Methods: To investigate whether CD20 mutations affect the response to rituximab, fresh CD19+ lymphoma cells were isolated from the lymph nodes, peripheral blood or bone marrow of 48 patients with NHL using magnetic activated cell sorting (MACS). CD19+/CD20+ cells were subsequently sorted by flow cytometry. RNA was prepared from the isolated cells and RT-PCR was performed. The resulting PCR products were sequenced, subcloned into the mammalian expression vector pTARGET, transfected into K562 cells and CD20 expression was examined by flow cytometry and laser scanning confocal microscopy.

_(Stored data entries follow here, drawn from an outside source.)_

mod common;

use std::time::Duration;

use serde_json::json;

use common::{build_gateway, upstream_server, MockUpstream};
use toolgrid::init_tracing_tests;
use toolgrid_types::{
    ErrorCode, ExecutionStatus, RequestContext, Step, StepType, WorkflowDefinition,
};
use utils::context::AppContext;

#[test]
fn invoke_flows_through_registry_admission_and_upstream() {
    init_tracing_tests();
    let ctx = AppContext::new(Some(2));
    let tmp = tempfile::tempdir().unwrap();

    ctx.rt.clone().block_on(async move {
        let (upstream, url) = MockUpstream::spawn().await;
        let (gateway, _worker, _config) = build_gateway(tmp.path());

        let server = upstream_server("weather", &url, 2);
        gateway.server_store.insert(&server).unwrap();
        gateway.connect_server(&server.id).await.unwrap();

        // the catalog landed in the registries
        let tool = gateway.registries.tools.find("weather/current").unwrap();
        assert_eq!(tool.server_id, server.id);
        assert_eq!(gateway.registries.tools.count(), 2);
        assert_eq!(gateway.registries.prompts.count(), 1);
        assert_eq!(gateway.registries.resources.count(), 1);

        // a successful invocation round-trips to the upstream
        let request = RequestContext::system();
        let outcome = gateway
            .router
            .invoke(&request, "weather/current", json!({"city": "Paris"}))
            .await;
        assert!(outcome.success, "unexpected failure: {:?}", outcome.error);
        assert_eq!(outcome.data.as_ref().unwrap()["echo"]["city"], "Paris");
        assert_eq!(upstream.tool_calls(), 1);

        // usage counter and audit row followed
        assert_eq!(
            gateway
                .registries
                .tools
                .find("weather/current")
                .unwrap()
                .usage_count,
            1
        );
        let audited = gateway
            .audit_store
            .query(&toolgrid_types::AuditQuery {
                action: Some("tool.invoke".to_string()),
                ..Default::default()
            })
            .unwrap();
        assert_eq!(audited.len(), 1);
        assert!(audited[0].success);

        // per-minute cap of 2: the second call passes, the third is denied
        let second = gateway
            .router
            .invoke(&request, "weather/current", json!({}))
            .await;
        assert!(second.success);
        let third = gateway
            .router
            .invoke(&request, "weather/current", json!({}))
            .await;
        assert!(!third.success);
        assert_eq!(third.code, Some(ErrorCode::RateLimited));
        assert!(third.retry_after_ms.unwrap() <= 60_000);
        // the denied call never reached the upstream
        assert_eq!(upstream.tool_calls(), 2);

        // unknown tools are reported, not routed
        let missing = gateway
            .router
            .invoke(&request, "weather/nope", json!({}))
            .await;
        assert!(!missing.success);
        assert_eq!(missing.code, Some(ErrorCode::NotFound));
    });
}

#[test]
fn batch_items_fail_independently() {
    init_tracing_tests();
    let ctx = AppContext::new(Some(2));
    let tmp = tempfile::tempdir().unwrap();

    ctx.rt.clone().block_on(async move {
        let (upstream, url) = MockUpstream::spawn().await;
        let (gateway, _worker, _config) = build_gateway(tmp.path());

        let server = upstream_server("weather", &url, 0);
        gateway.server_store.insert(&server).unwrap();
        gateway.connect_server(&server.id).await.unwrap();

        // first tools/call fails, second succeeds
        upstream
            .fail_tool_times
            .store(1, std::sync::atomic::Ordering::SeqCst);

        let request = RequestContext::system();
        let outcomes = gateway
            .router
            .invoke_batch(
                &request,
                vec![
                    serde_json::from_value(json!({"name": "weather/current", "params": {}}))
                        .unwrap(),
                    serde_json::from_value(json!({"name": "weather/forecast", "params": {}}))
                        .unwrap(),
                ],
            )
            .await;

        assert_eq!(outcomes.len(), 2);
        // results come back in input order with independent outcomes
        assert_eq!(outcomes[0].tool_name, "weather/current");
        assert_eq!(outcomes[1].tool_name, "weather/forecast");
        assert_eq!(
            outcomes.iter().filter(|o| o.success).count(),
            1,
            "exactly one item should fail"
        );
    });
}

#[test]
fn server_delete_tears_everything_down() {
    init_tracing_tests();
    let ctx = AppContext::new(Some(2));
    let tmp = tempfile::tempdir().unwrap();

    ctx.rt.clone().block_on(async move {
        let (_upstream, url) = MockUpstream::spawn().await;
        let (gateway, _worker, _config) = build_gateway(tmp.path());

        let server = upstream_server("weather", &url, 5);
        gateway.server_store.insert(&server).unwrap();
        gateway.connect_server(&server.id).await.unwrap();
        assert!(gateway.registries.tools.count() > 0);
        assert!(gateway.pool.client(&server.id).is_some());

        assert!(gateway.delete_server(&server.id).await.unwrap());

        assert_eq!(gateway.registries.tools.count(), 0);
        assert!(gateway.pool.client(&server.id).is_none());
        assert!(gateway.server_store.get(&server.id).unwrap().is_none());
        assert!(gateway.limiter.snapshot(&server.id).is_none());
    });
}

#[test]
fn workflow_executes_with_templating_and_persists_steps() {
    init_tracing_tests();
    let ctx = AppContext::new(Some(2));
    let tmp = tempfile::tempdir().unwrap();

    let app = ctx.clone();
    ctx.rt.clone().block_on(async move {
        let (_upstream, url) = MockUpstream::spawn().await;
        let (gateway, _worker, _config) = build_gateway(tmp.path());

        let server = upstream_server("weather", &url, 0);
        gateway.server_store.insert(&server).unwrap();
        gateway.connect_server(&server.id).await.unwrap();

        let definition = WorkflowDefinition {
            name: "fetch-and-report".to_string(),
            description: None,
            steps: vec![
                Step {
                    name: "fetch".to_string(),
                    step_type: StepType::Tool,
                    config: json!({
                        "tool": "weather/current",
                        "params": {"city": "{{ input.city }}"}
                    }),
                    on_error: None,
                    retry_config: None,
                    condition: None,
                },
                Step {
                    name: "report".to_string(),
                    step_type: StepType::Prompt,
                    config: json!({
                        "prompt": "weather/summary",
                        "arguments": {"data": "{{ steps.fetch.output }}"}
                    }),
                    on_error: None,
                    retry_config: None,
                    condition: None,
                },
            ],
            error_handling: Default::default(),
            timeout_ms: Some(30_000),
        };

        let workflow = gateway.workflow_store.insert("daily", &definition).unwrap();
        let request = RequestContext::system();
        let execution = gateway
            .workflow_manager
            .start(&app, &request, &workflow.id, json!({"city": "Paris"}))
            .unwrap();

        // the run continues in the background; poll it to completion
        let mut finished = None;
        for _ in 0..100 {
            tokio::time::sleep(Duration::from_millis(50)).await;
            let (row, steps) = gateway
                .workflow_manager
                .get_execution(&execution.id)
                .unwrap()
                .unwrap();
            if row.status.is_terminal() {
                finished = Some((row, steps));
                break;
            }
        }

        let (row, steps) = finished.expect("execution did not finish in time");
        assert_eq!(row.status, ExecutionStatus::Completed, "error: {:?}", row.error);
        assert_eq!(steps.len(), 2);
        assert_eq!(steps[0].name, "fetch");
        assert_eq!(steps[1].name, "report");

        // the fetch step saw the interpolated city
        let fetch_input = steps[0].input.as_ref().unwrap();
        assert_eq!(fetch_input["params"]["city"], "Paris");

        // the report step received the fetch output as a structured
        // value (rendered JSON re-parsed), not a string
        let report_input = steps[1].input.as_ref().unwrap();
        assert!(report_input["arguments"]["data"].is_object());
    });
}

Results: In all 48 patients, overall response rate (CR+CRu+PR) to rituximab was 93.8% (45/48), but two cases became PD after PR. DNA sequence analysis revealed that point mutations were mostly observed in two CD20 domains - the third transmembrane domain and the C-terminal cytoplasmic domain. One patient had point mutations in the transmembrane domain, three cases showed point mutations in the C-terminal cytoplasmic domain and six cases had non-specific CD20 mutations, which did not affect CD20 expression. Thirty-eight patients showed no mutations of CD20 gene. CD20 expression was very weak in patients with point mutations in the C-terminal cytoplasmic domain, whereas expression was increased in patients with point mutations in the transmembrane domain.
Conclusions: This study suggests that point mutations in CD20 may cause rituximab resistance and identification of CD20 mutations upon diagnosis may help to predict a patient’s response to rituximab.